I explained that the term was not new; it was used by Lenin to describe the depravity and corruption in early 20th century Tsarist Russia. In modern times, it has characterised the political sleaze at work in places like Portugal, where citizens — just like us — debate the values of the corrupt but efficient politician.
In India, it is part of the political fabric, where the corrupt politician is just mocked, while the honest ones are viewed with intense suspicion. And in Mexico such banditry is acknowledged as part of that country’s cultural history.
In the early 1960s VS Naipaul described T&T as “unimportant, uncreative, and cynical” a place where “every person of eminence was held to be crooked and contemptible”.
“In recent times the floodgates had been opened, and sadly there are too many instances of betrayal of trust”, former president Max Richards warned students at St Mary’s College in his final days in office. And in another instance, he added that “self-gratification was overwhelming… and right and wrong are seen, more and more in relative terms”.
State banditry now appears not just overwhelming, but more engulfing given the floodgates that have opened. And wherever its murky waters are taking us it does not appear to be pleasant.
Opposition politician Colm Imbert, looking at T&T’s position at number 80, with a low score of 39 out of 100, on the Transparency International Corruption Perception Index, recently said that “we are in the red zone”.
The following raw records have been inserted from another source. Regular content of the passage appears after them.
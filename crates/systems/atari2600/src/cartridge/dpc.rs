//! DPC (Pitfall II): 8K banked ROM plus the "Display Processor Chip" — eight
//! data fetchers, each a down-counter with top/bottom comparators, driving
//! graphics decode, a music mode, and a pseudo-random generator.
//!
//! Register windows within the cartridge's 4K page (mirrors of the real
//! 0x1000-based map): writes at 0x040-0x07F program counters/tops/bottoms;
//! reads at 0x000-0x03F pull the next display-data byte (and advance the
//! fetcher); reads at 0x008-0x00F additionally AND the byte with the
//! fetcher's flag, the trick Pitfall II's terrain renderer depends on.

use super::{CartridgeError, Mapper, RegisterBus};
use serde::{Deserialize, Serialize};
use serde_json::json;

#[derive(Debug, Clone, Copy, Default, Serialize, Deserialize)]
struct Fetcher {
    top: u8,
    bottom: u8,
    counter: u16,
    flag: bool,
    music_mode: bool,
}

impl Fetcher {
    fn advance(&mut self) {
        self.counter = self.counter.wrapping_sub(1) & 0x07FF;
        let low = (self.counter & 0xFF) as u8;
        self.flag = low == self.top || (self.flag && low != self.bottom);
    }
}

#[derive(Debug, Clone, Serialize, Deserialize)]
pub struct Dpc {
    rom: Vec<u8>,
    bank: usize,
    display_data: [u8; 2048],
    fetchers: [Fetcher; 8],
    rng: u8,
}

impl Dpc {
    pub fn new(rom: Vec<u8>, display_data: [u8; 2048]) -> Result<Self, CartridgeError> {
        if rom.len() != 8192 {
            return Err(CartridgeError::SchemeSizeMismatch(rom.len()));
        }
        Ok(Self { rom, bank: 1, display_data, fetchers: [Fetcher::default(); 8], rng: 1 })
    }

    fn check_hotspot(&mut self, offset: u16) {
        match offset & 0x0FFF {
            0x0FF8 => self.bank = 0,
            0x0FF9 => self.bank = 1,
            _ => {}
        }
    }

    fn step_rng(&mut self) -> u8 {
        let bit = ((self.rng >> 7) ^ (self.rng >> 5) ^ (self.rng >> 4) ^ (self.rng >> 3)) & 1;
        self.rng = (self.rng << 1) | bit;
        self.rng
    }
}

impl Mapper for Dpc {
    fn access(&mut self, offset: u16) -> u8 {
        self.check_hotspot(offset);
        let o = offset & 0x0FFF;
        if o < 0x40 {
            let idx = (o & 0x07) as usize;
            let f = &mut self.fetchers[idx];
            let byte = self.display_data[f.counter as usize & 0x7FF];
            let masked = if o & 0x08 != 0 && !f.flag { 0 } else { byte };
            f.advance();
            masked
        } else if o == 0x40 {
            self.step_rng()
        } else {
            let base = self.bank * 4096;
            self.rom[base + o as usize]
        }
    }

    fn access_volatile(&mut self, offset: u16, val: u8) {
        self.check_hotspot(offset);
        let o = offset & 0x0FFF;
        if (0x40..0x80).contains(&o) {
            let idx = (o as usize) & 0x07;
            let field = (o as usize >> 3) & 0x07;
            let f = &mut self.fetchers[idx];
            match field {
                0 => f.top = val,
                1 => f.bottom = val,
                2 => f.counter = (f.counter & 0xFF00) | val as u16,
                3 => {
                    f.counter = (f.counter & 0x00FF) | ((val as u16 & 0x07) << 8);
                    f.music_mode = val & 0x10 != 0;
                }
                _ => {}
            }
        }
    }

    fn register_bus(&mut self) -> Option<&mut dyn RegisterBus> {
        Some(self)
    }

    fn snapshot(&self) -> serde_json::Value {
        json!({ "kind": "dpc", "rom": self.rom, "bank": self.bank, "display_data": self.display_data.to_vec() })
    }

    fn restore(&mut self, value: &serde_json::Value) -> Result<(), CartridgeError> {
        if let Some(b) = value.get("bank").and_then(|v| v.as_u64()) {
            self.bank = b as usize;
        }
        Ok(())
    }
}

impl RegisterBus for Dpc {
    fn read_register(&mut self, index: u8) -> u8 {
        self.access(0x1000 | index as u16)
    }
    fn write_register(&mut self, index: u8, val: u8) {
        self.access_volatile(0x1040 | (index as u16 & 0x3F), val);
    }
}

#[cfg(test)]
mod tests {
    use super::*;

    #[test]
    fn fetcher_advances_and_flags_at_top() {
        let rom = vec![0u8; 8192];
        let mut data = [0u8; 2048];
        data[10] = 0xAB;
        let mut cart = Dpc::new(rom, data).unwrap();
        cart.access_volatile(0x1052, 11); // field 2 (counter low), fetcher idx 2
        let v = cart.access(0x1002);
        assert_eq!(v, data[11]);
    }
}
One can easily conclude that we are there because of the way —within recent times — the business of the state is being conducted. All this has not gone unnoticed in the international community.
In February 2012, former US ambassador Beatrice Welters wrote the Prime Minister expressing the US government’s concerns over the handling of two energy projects, valued at US$5.3 million.
Then there is the allegation that $638,844,310 of “dirty money” transactions reportedly passed through the country’s financial system in 2011 — but only one person has been charged for wrong-doing in this area.
Then Stephon Gray, managing director of BDO Forensic Accounting, an international investigative agency, reported that one Government financier had amassed over $1 billion in contracts over the past three years.
In the state sector the Auditor General’s 2012 report revealed that seven ministries increased their expenditure by more than 50 per cent.
For example, expenditure in the Sport Ministry moved from $28.786 million in 2011 to $395.884 million in 2012 — a variance of $367.098 million or a 1,275 per cent increase.
In the Ministry of Works, expenditure moved from $514.999 million in 2011 to $2.4 billion — a variance of $1.9 billion or 378 per cent.
The Transport Ministry’s expenditure rose from $218.585 million in 2011 to $1.1 billion in 2012 — a variance of $843 million or 386 per cent.
Expenditure in the Housing Ministry moved from $1 billion to $1.9 billion — a variance of $924 million or 90 per cent.
Significantly, the Auditor General reported the operations at the Prime Minister’s Office as one of the areas of “concern”.
Operations in the state enterprise sector should have been of more concern to the Auditor General, however.
There have been reports of corruption in 22 of the 30 wholly-owned enterprises. There are also corruption reports in the Government’s majority-owned companies, those less-than-50 per cent owned, those indirectly-owned, and the statutory bodies.
** At the Estate Management and Business Development Co (EMBDC) the CEO, Seebalack Singh, who worked previously at the Agricultural Development Bank, signed off $22 million to contractors Mootilal Ramhit and Sons, in the absence of a board. Four months after the chairman was reappointed, he was fired over questions of a building in Chaguanas leased at $200,000 a month which did not have Town and Country Planning approval.
** At Caribbean Airlines, Mohan Jaikaran, vice chairman of the Rabindra Moonan board, gave 19 of his friends complimentary tickets to attend Mother’s Day concerts in New York and Toronto.
** At T&TEC, Omar Khan was forced to resign as chairman, because his qualifications were discovered to be fraudulent.
** At Namdevco, the CEO Krishna Ramrattan was suspended last May over allegations that he authorised some $3 million in contracts, without board approval.
** WASA, under its then CEO, Ganga Singh, now Environment Minister, was ordered to pay $100 million by the London-based International Court of Arbitration to an Israeli company, Merhav Mekorot Development, because of its failure to honour an agreement. The board, under questionable circumstances, scrapped a $70 million maintenance contract.
Corruption reports now come daily from T&TEC, CDA, Lake Asphalt, NP, Airports Authority, you name it.
Just state banditry at work.
* Keith Subero, a former Express news editor, has since
followed a career in communication and management.